* Task instructions: Copy out exactly the lines from the start of the data to the line containing "use serde_json::json;". Include both.

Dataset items

■ ■ ■ ■ ■ ■ ■

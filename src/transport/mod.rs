//! Wire transports: the HTTP gateway and the stdio bridge.

pub mod gateway;
pub mod stdio;
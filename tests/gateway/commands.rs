use super::gateway_harness::{GatewayTestServer, payload};
use reqwest::StatusCode;
use serde_json::json;
use std::time::{Duration, Instant};

#[tokio::test]
async fn interact_round_trips_through_sync_and_command_result() {
    let server = GatewayTestServer::start().await;

    let response = server
        .call_tool("agent", "interact", json!({"action": "click", "selector": "#save"}))
        .await;
    let queued = payload(&response);
    assert_eq!(queued["status"], "queued");
    let correlation_id = queued["correlation_id"].as_str().unwrap().to_string();

    let response = server
        .call_tool(
            "agent",
            "observe",
            json!({"what": "command_result", "correlation_id": correlation_id}),
        )
        .await;
    assert_eq!(payload(&response)["status"], "pending");

    let (status, sync) = server
        .post_json("/sync", &json!({"session_id": "s-1"}))
        .await;
    assert_eq!(status, StatusCode::OK);
    assert_eq!(sync["ack"], true);
    let commands = sync["commands"].as_array().unwrap();
    assert_eq!(commands.len(), 1);
    assert_eq!(commands[0]["correlation_id"], correlation_id.as_str());
    assert_eq!(commands[0]["type"], "click");
    assert_eq!(commands[0]["params"]["selector"], "#save");
    assert_eq!(sync["next_poll_ms"], 200);

    // Already handed out: the next sync carries nothing new.
    let (_, again) = server.post_json("/sync", &json!({})).await;
    assert!(again["commands"].as_array().unwrap().is_empty());

    let (status, body) = server
        .post_json(
            "/command-result",
            &json!({
                "correlation_id": correlation_id,
                "status": "complete",
                "result": {"clicked": true}
            }),
        )
        .await;
    assert_eq!(status, StatusCode::OK);
    assert_eq!(body["correlation_id"], correlation_id.as_str());

    let response = server
        .call_tool(
            "agent",
            "observe",
            json!({"what": "command_result", "correlation_id": correlation_id}),
        )
        .await;
    let outcome = payload(&response);
    assert_eq!(outcome["status"], "complete");
    assert_eq!(outcome["result"]["clicked"], true);

    // A settled command cannot be answered twice.
    let (status, _) = server
        .post_json(
            "/command-result",
            &json!({"correlation_id": correlation_id, "status": "complete"}),
        )
        .await;
    assert_eq!(status, StatusCode::NOT_FOUND);
}

#[tokio::test]
async fn results_reported_inside_sync_are_applied() {
    let server = GatewayTestServer::start().await;
    let response = server
        .call_tool("agent", "interact", json!({"action": "refresh"}))
        .await;
    let correlation_id = payload(&response)["correlation_id"]
        .as_str()
        .unwrap()
        .to_string();

    server.post_json("/sync", &json!({})).await;
    let (status, _) = server
        .post_json(
            "/sync",
            &json!({
                "command_results": [
                    {"correlation_id": correlation_id, "error": "tab closed"}
                ]
            }),
        )
        .await;
    assert_eq!(status, StatusCode::OK);

    let response = server
        .call_tool(
            "agent",
            "observe",
            json!({"what": "command_result", "correlation_id": correlation_id}),
        )
        .await;
    assert_eq!(response["result"]["isError"], true);
    let error = payload(&response);
    assert_eq!(error["error"], "extension_error");
    assert!(error["message"].as_str().unwrap().contains("tab closed"));
}

#[tokio::test]
async fn pilot_disabled_in_sync_settings_blocks_interact() {
    let server = GatewayTestServer::start().await;
    server
        .post_json(
            "/sync",
            &json!({
                "settings": {
                    "pilot_enabled": false,
                    "tracking_enabled": true,
                    "tracked_tab_id": 7,
                    "tracked_tab_url": "http://localhost:3000/"
                }
            }),
        )
        .await;

    let response = server
        .call_tool("agent", "interact", json!({"action": "refresh"}))
        .await;
    assert_eq!(response["result"]["isError"], true);
    assert_eq!(payload(&response)["error"], "pilot_disabled");
    assert!(server.daemon.pending.take_undispatched().is_empty());
}

#[tokio::test]
async fn settled_result_is_gone_after_its_ttl() {
    let server = GatewayTestServer::start().await;

    let response = server
        .call_tool("agent", "analyze", json!({"what": "accessibility"}))
        .await;
    let queued = payload(&response);
    assert_eq!(queued["status"], "queued");
    let correlation_id = queued["correlation_id"].as_str().unwrap().to_string();

    let (status, _) = server
        .post_json(
            "/command-result",
            &json!({
                "correlation_id": correlation_id,
                "status": "complete",
                "result": {"violations": []}
            }),
        )
        .await;
    assert_eq!(status, StatusCode::OK);

    let observe = json!({"what": "command_result", "correlation_id": correlation_id});
    let response = server.call_tool("agent", "observe", observe.clone()).await;
    assert_eq!(payload(&response)["status"], "complete");

    // Still inside the 60s retention window.
    let report = server
        .daemon
        .pending
        .reap_at(Instant::now() + Duration::from_secs(30));
    assert_eq!(report.removed, 0);

    let report = server
        .daemon
        .pending
        .reap_at(Instant::now() + Duration::from_secs(61));
    assert_eq!(report.removed, 1);

    let response = server.call_tool("agent", "observe", observe).await;
    assert_eq!(response["result"]["isError"], true);
    assert_eq!(payload(&response)["error"], "no_data");
}
use crate::capture::BufferSizes;
use crate::daemon::{Daemon, SERVER_NAME, VERSION};
use crate::pending::PendingStats;
use crate::security::{CircuitReason, CircuitSnapshot};
use crate::telemetry::TelemetryMode;
use chrono::{SecondsFormat, Utc};
use serde::{Deserialize, Serialize};

/// `GET /health`: liveness only, used by the bridge to find a running daemon.
#[derive(Debug, Clone, Serialize, Deserialize, PartialEq, Eq)]
pub struct Liveness {
    pub status: String,
    pub service: String,
    pub version: String,
    pub pid: u32,
    pub uptime_seconds: u64,
}

/// `GET /v4/health`: ingest circuit plus buffer occupancy.
#[derive(Debug, Clone, Serialize)]
pub struct IngestHealth {
    pub circuit_open: bool,
    pub reason: Option<CircuitReason>,
    pub current_rate: u64,
    pub threshold: u64,
    #[serde(skip_serializing_if = "Option::is_none")]
    pub opened_at: Option<String>,
    pub buffer_sizes: BufferSizes,
    pub memory_bytes: u64,
}

#[derive(Debug, Clone, Serialize)]
pub struct ExtensionHealth {
    pub connected: bool,
    #[serde(skip_serializing_if = "Option::is_none")]
    pub version: Option<String>,
    #[serde(skip_serializing_if = "Option::is_none")]
    pub last_heartbeat_at: Option<String>,
    pub pilot_enabled: bool,
    #[serde(skip_serializing_if = "Option::is_none")]
    pub tracked_tab_id: Option<i64>,
    #[serde(skip_serializing_if = "Option::is_none")]
    pub tracked_tab_url: Option<String>,
}

/// `configure(action:"health")`: everything an assistant needs to tell
/// whether the pipeline works end to end.
#[derive(Debug, Clone, Serialize)]
pub struct DaemonHealth {
    pub status: &'static str,
    pub version: &'static str,
    pub pid: u32,
    pub started_at: String,
    pub uptime_seconds: u64,
    pub extension: ExtensionHealth,
    pub circuit: CircuitSnapshot,
    pub buffers: BufferSizes,
    pub memory_bytes: u64,
    pub pending_commands: PendingStats,
    pub telemetry_mode: TelemetryMode,
    pub tool_calls_in_window: usize,
    pub tool_call_limit: usize,
}

pub fn liveness(daemon: &Daemon) -> Liveness {
    Liveness {
        status: "ok".into(),
        service: SERVER_NAME.into(),
        version: VERSION.into(),
        pid: std::process::id(),
        uptime_seconds: daemon.uptime_seconds(),
    }
}

pub fn ingest_health(daemon: &Daemon) -> IngestHealth {
    let memory_bytes = daemon.memory_bytes();
    let circuit = daemon.circuit.snapshot(memory_bytes);
    IngestHealth {
        circuit_open: circuit.circuit_open,
        reason: circuit.reason,
        current_rate: circuit.current_rate,
        threshold: circuit.threshold,
        opened_at: circuit.opened_at,
        buffer_sizes: daemon.capture.sizes(),
        memory_bytes,
    }
}

pub fn daemon_health(daemon: &Daemon) -> DaemonHealth {
    let memory_bytes = daemon.memory_bytes();
    let circuit = daemon.circuit.snapshot(memory_bytes);
    let tracking = daemon.tracking.snapshot();
    let connected = daemon.tracking.is_connected();

    DaemonHealth {
        status: if circuit.circuit_open { "degraded" } else { "ok" },
        version: VERSION,
        pid: std::process::id(),
        started_at: daemon
            .started_at()
            .to_rfc3339_opts(SecondsFormat::Secs, true),
        uptime_seconds: daemon.uptime_seconds(),
        extension: ExtensionHealth {
            connected,
            version: tracking.extension_version.clone(),
            last_heartbeat_at: tracking
                .last_heartbeat_at
                .map(|at| at.to_rfc3339_opts(SecondsFormat::Secs, true)),
            pilot_enabled: tracking.pilot_enabled,
            tracked_tab_id: tracking.tracked_tab_id,
            tracked_tab_url: tracking.tracked_tab_url.clone(),
        },
        circuit,
        buffers: daemon.capture.sizes(),
        memory_bytes,
        pending_commands: daemon.pending.stats(),
        telemetry_mode: daemon.telemetry.default_mode(),
        tool_calls_in_window: daemon.tool_limiter.count(),
        tool_call_limit: daemon.config().tools.max_calls,
    }
}

/// Server clock as sent to the extension.
pub fn server_time() -> String {
    Utc::now().to_rfc3339_opts(SecondsFormat::Millis, true)
}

■ ■ ■ ■ ■ ■ ■

* Output below:
filename src/transport/mod.rs
//! Wire transports: the HTTP gateway and the stdio bridge.

pub mod gateway;
pub mod stdio;
filename tests/gateway/commands.rs
use super::gateway_harness::{GatewayTestServer, payload};
use reqwest::StatusCode;
use serde_json::json;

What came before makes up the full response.